= Camille O'Grady =

American musician, visual artist, poet, drag king and performance artist

Camille O'Grady (December 31, 1949 – March 17, 2020) was an American musician, visual artist, poet, drag king, and performance artist. She described herself as a "multimedium" artist.

== Early life ==
Camille O'Grady was born in Orange, New Jersey and was raised in nearby Montclair, New Jersey. She was raised Catholic. She was the eldest of seven siblings. After high school she moved to New York City and studied fine art at the Pratt Institute. At Pratt she met photographer Robert Mapplethorpe.

== Career ==
In 1974 she started the band Leather Secrets, which then became Secrets and then the Camille O'Grady Band. She and her band were involved with the New York punk scene, playing many venues associated with the punk movement such as CBGB and Max's Kansas City.

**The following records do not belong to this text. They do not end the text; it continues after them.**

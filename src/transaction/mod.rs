//! Income and expense transactions: storage, filtered listing and the route
//! handlers for listing, creating and deleting them.

mod core;
mod create_endpoint;
mod delete_endpoint;
mod list_endpoint;
mod query;
mod state;

pub use core::{
    Transaction, TransactionBuilder, TransactionType, create_transaction,
    create_transaction_table, delete_transaction, get_transaction,
};
pub use create_endpoint::{CreateTransactionData, create_transaction_endpoint};
pub use delete_endpoint::delete_transaction_endpoint;
pub use list_endpoint::{TransactionFilters, list_transactions_endpoint};
pub use query::{SortOrder, TransactionQuery, month_range, query_transactions};
pub use state::TransactionState;
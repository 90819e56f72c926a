use std::{
    env,
    error::Error,
    fs::OpenOptions,
    net::{IpAddr, SocketAddr},
    sync::Arc,
};

use axum::{
    Router,
    extract::{MatchedPath, Request},
};
use axum_server::Handle;
use clap::Parser;
use rusqlite::Connection;
use time::Duration;
use tower_http::trace::TraceLayer;
use tracing_subscriber::{
    EnvFilter, Layer, filter::LevelFilter, layer::SubscriberExt, util::SubscriberInitExt,
};

use fintrack_rs::{AppState, CorsConfig, build_router, graceful_shutdown};

/// The REST API server for fintrack_rs.
///
/// The secret used to sign bearer tokens is read from the `SECRET` environment
/// variable. An extra allowed origin may be given with the `CLIENT_URL`
/// environment variable.
#[derive(Parser, Debug)]
#[command(version, about, long_about = None)]
struct Args {
    /// File path to the application SQLite database.
    #[arg(long)]
    db_path: String,

    /// The address to serve the API from.
    #[arg(long, default_value = "127.0.0.1")]
    host: IpAddr,

    /// The port to serve the API from.
    #[arg(short, long, default_value_t = 3000)]
    port: u16,

    /// An origin allowed to make cross-origin requests, in addition to the
    /// defaults. May be given more than once.
    #[arg(long = "allowed-origin")]
    allowed_origins: Vec<String>,

    /// Origins ending with this suffix are allowed to make cross-origin requests.
    #[arg(long, default_value = ".vercel.app")]
    origin_suffix: String,

    /// How many days bearer tokens are valid for.
    #[arg(long, default_value_t = 30)]
    token_duration_days: i64,
}

#[tokio::main]
async fn main() -> Result<(), Box<dyn Error>> {
    setup_logging()?;

    let args = Args::parse();

    let addr = SocketAddr::new(args.host, args.port);

    let secret = env::var("SECRET").map_err(|_| "The environment variable 'SECRET' must be set")?;

    let mut cors = CorsConfig::default();
    cors.allowed_origins.extend(args.allowed_origins);
    if let Ok(client_url) = env::var("CLIENT_URL") {
        cors.allowed_origins.push(client_url);
    }
    cors.origin_suffix = Some(args.origin_suffix).filter(|suffix| !suffix.is_empty());
    tracing::debug!("CORS configuration: {cors:?}");

    let connection = Connection::open(&args.db_path)?;
    let state = AppState::new(connection, &secret)?
        .with_token_duration(Duration::days(args.token_duration_days));

    let handle = Handle::new();
    tokio::spawn(graceful_shutdown(handle.clone()));

    let router = add_tracing_layer(build_router(state, &cors));

    tracing::info!("HTTP server listening on {}", addr);
    axum_server::bind(addr)
        .handle(handle)
        .serve(router.into_make_service())
        .await?;

    Ok(())
}

fn setup_logging() -> Result<(), Box<dyn Error>> {
    let stdout_filter =
        EnvFilter::try_from_default_env().unwrap_or_else(|_| EnvFilter::new("info"));
    let stdout_log = tracing_subscriber::fmt::layer()
        .pretty()
        .with_filter(stdout_filter);

    let log_file = OpenOptions::new()
        .create(true)
        .append(true)
        .open("debug.log")?;

    let debug_log = tracing_subscriber::fmt::layer()
        .pretty()
        .with_ansi(false)
        .with_writer(Arc::new(log_file))
        .with_filter(LevelFilter::DEBUG);

    tracing_subscriber::registry()
        .with(stdout_log)
        .with(debug_log)
        .init();

    Ok(())
}

fn add_tracing_layer(router: Router) -> Router {
    let tracing_layer = TraceLayer::new_for_http()
        .make_span_with(|req: &Request| {
            let method = req.method();
            let uri = req.uri();

            let matched_path = req
                .extensions()
                .get::<MatchedPath>()
                .map(|matched_path| matched_path.as_str());

            tracing::debug_span!("request", %method, %uri, matched_path)
        })
        // Errors are logged where they are converted into responses.
        .on_failure(());

    router.layer(tracing_layer)
}
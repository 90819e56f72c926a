//! Database initialization and access to the shared connection.

use std::sync::{Arc, Mutex, MutexGuard};

use rusqlite::{Connection, Transaction as SqlTransaction, TransactionBehavior};

use crate::{
    Error,
    auth::create_user_table,
    category::{create_category_table, seed_default_categories},
    transaction::create_transaction_table,
};

/// Create all of the database tables for the application and seed the
/// default categories.
///
/// Calling this on an already initialized database is a no-op.
///
/// # Errors
/// This function may return a [rusqlite::Error] if something went wrong creating the tables.
pub fn initialize(connection: &Connection) -> Result<(), rusqlite::Error> {
    connection.pragma_update(None, "foreign_keys", "ON")?;

    let transaction = SqlTransaction::new_unchecked(connection, TransactionBehavior::Exclusive)?;

    create_user_table(&transaction)?;
    create_category_table(&transaction)?;
    create_transaction_table(&transaction)?;
    seed_default_categories(&transaction)?;

    transaction.commit()?;

    Ok(())
}

/// Acquire the lock on the shared database connection.
///
/// # Errors
/// Returns [Error::DatabaseLockError] if the lock is poisoned.
pub fn lock(connection: &Arc<Mutex<Connection>>) -> Result<MutexGuard<'_, Connection>, Error> {
    connection.lock().map_err(|error| {
        tracing::error!("Could not acquire the database lock: {error}");
        Error::DatabaseLockError
    })
}
use std::str::FromStr;

use email_address::EmailAddress;
use rusqlite::Connection;

use crate::{
    auth::{NewUser, PasswordHash, User, ValidatedPassword, create_user},
    db::initialize,
};

pub(crate) const TEST_PASSWORD: &str = "averysafeandsecurepassword";

/// An in-memory database with all tables created and default categories seeded.
pub(crate) fn get_test_connection() -> Connection {
    let connection = Connection::open_in_memory().unwrap();
    initialize(&connection).unwrap();
    connection
}

#[track_caller]
pub(crate) fn create_test_user(email: &str, connection: &Connection) -> User {
    create_user(
        NewUser {
            name: "Test User".to_owned(),
            email: EmailAddress::from_str(email).unwrap(),
            password_hash: PasswordHash::new(ValidatedPassword::new_unchecked(TEST_PASSWORD), 4)
                .unwrap(),
        },
        connection,
    )
    .unwrap()
}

Leather Secrets played with Television and both bands were mentioned by David Bowie, who said “Yes, I've seen a lot of good new bands this time. A lot of bands with good names, anyway, how d'ya like 'Leather Secrets' and 'Television'?” In 1978 Lou Reed invited her to open for him on his Street Hassle tour. Reed described her as "Patti Smith without a social conscience." That same year she also appeared in the gay experimental film New York City Inferno.

O'Grady performed at gay bars and leather clubs, and was one of the few women allowed in New York gay sex club the Mineshaft. She performed as a drag king named "Jake Savage". In 1979 she moved to San Francisco and began to date photographer and art gallery owner Robert Opel. On July 7, 1979, Opel was killed by two men. Camille O'Grady was present for the murder and testified against Opel's killers. She was in the 2010 documentary Uncle Bob, which was about Robert Opel.

== Death ==
On March 17, 2020, Camille O'Grady died from liver cancer.